=== Section Start ===

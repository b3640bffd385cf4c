use alloy_primitives::{Address, AddressError};
use std::str::FromStr;

// Parse a 20 bytes hex address, the 0x prefix is optional
// A mixed-case input must match its EIP-55 checksum
pub fn parse_address(value: &str) -> Result<Address, AddressError> {
    let digits = value.strip_prefix("0x").unwrap_or(value);
    let has_lower = digits.chars().any(|c| c.is_ascii_lowercase());
    let has_upper = digits.chars().any(|c| c.is_ascii_uppercase());

    if has_lower && has_upper {
        Address::parse_checksummed(format!("0x{}", digits), None)
    } else {
        Ok(Address::from_str(digits)?)
    }
}

// Shortened checksum form for display: 0x1234...abcd
pub fn shorten_address(address: &Address) -> String {
    let checksum = address.to_checksum(None);
    format!("{}...{}", &checksum[..6], &checksum[checksum.len() - 4..])
}

#[cfg(test)]
mod tests {
    use super::*;

    #[test]
    fn test_parse_checksum() {
        let address = parse_address("0x5aAeb6053F3E94C9b9A09f33669435E7Ef1BeAed").unwrap();
        assert_eq!(address.to_checksum(None), "0x5aAeb6053F3E94C9b9A09f33669435E7Ef1BeAed");

        // Same bytes, wrong letter case on the last character
        assert!(matches!(
            parse_address("0x5aAeb6053F3E94C9b9A09f33669435E7Ef1BeAeD"),
            Err(AddressError::InvalidChecksum)
        ));
    }

    #[test]
    fn test_parse_single_case_and_prefix() {
        let lower = parse_address("5aaeb6053f3e94c9b9a09f33669435e7ef1beaed").unwrap();
        let upper = parse_address("0x5AAEB6053F3E94C9B9A09F33669435E7EF1BEAED").unwrap();
        assert_eq!(lower, upper);

        assert!(parse_address("").is_err());
        assert!(parse_address("0x1234").is_err());
        assert!(parse_address("0xzzaeb6053f3e94c9b9a09f33669435e7ef1beaed").is_err());
    }

    #[test]
    fn test_shorten() {
        let address = parse_address("0x5aAeb6053F3E94C9b9A09f33669435E7Ef1BeAed").unwrap();
        assert_eq!(shorten_address(&address), "0x5aAe...eAed");
    }
}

=== Section End ===

- _EXERCISE_
Check each line of the material for the string "bytes", then state how many lines have it and nothing more.

- _YOUR RESPONSE_
2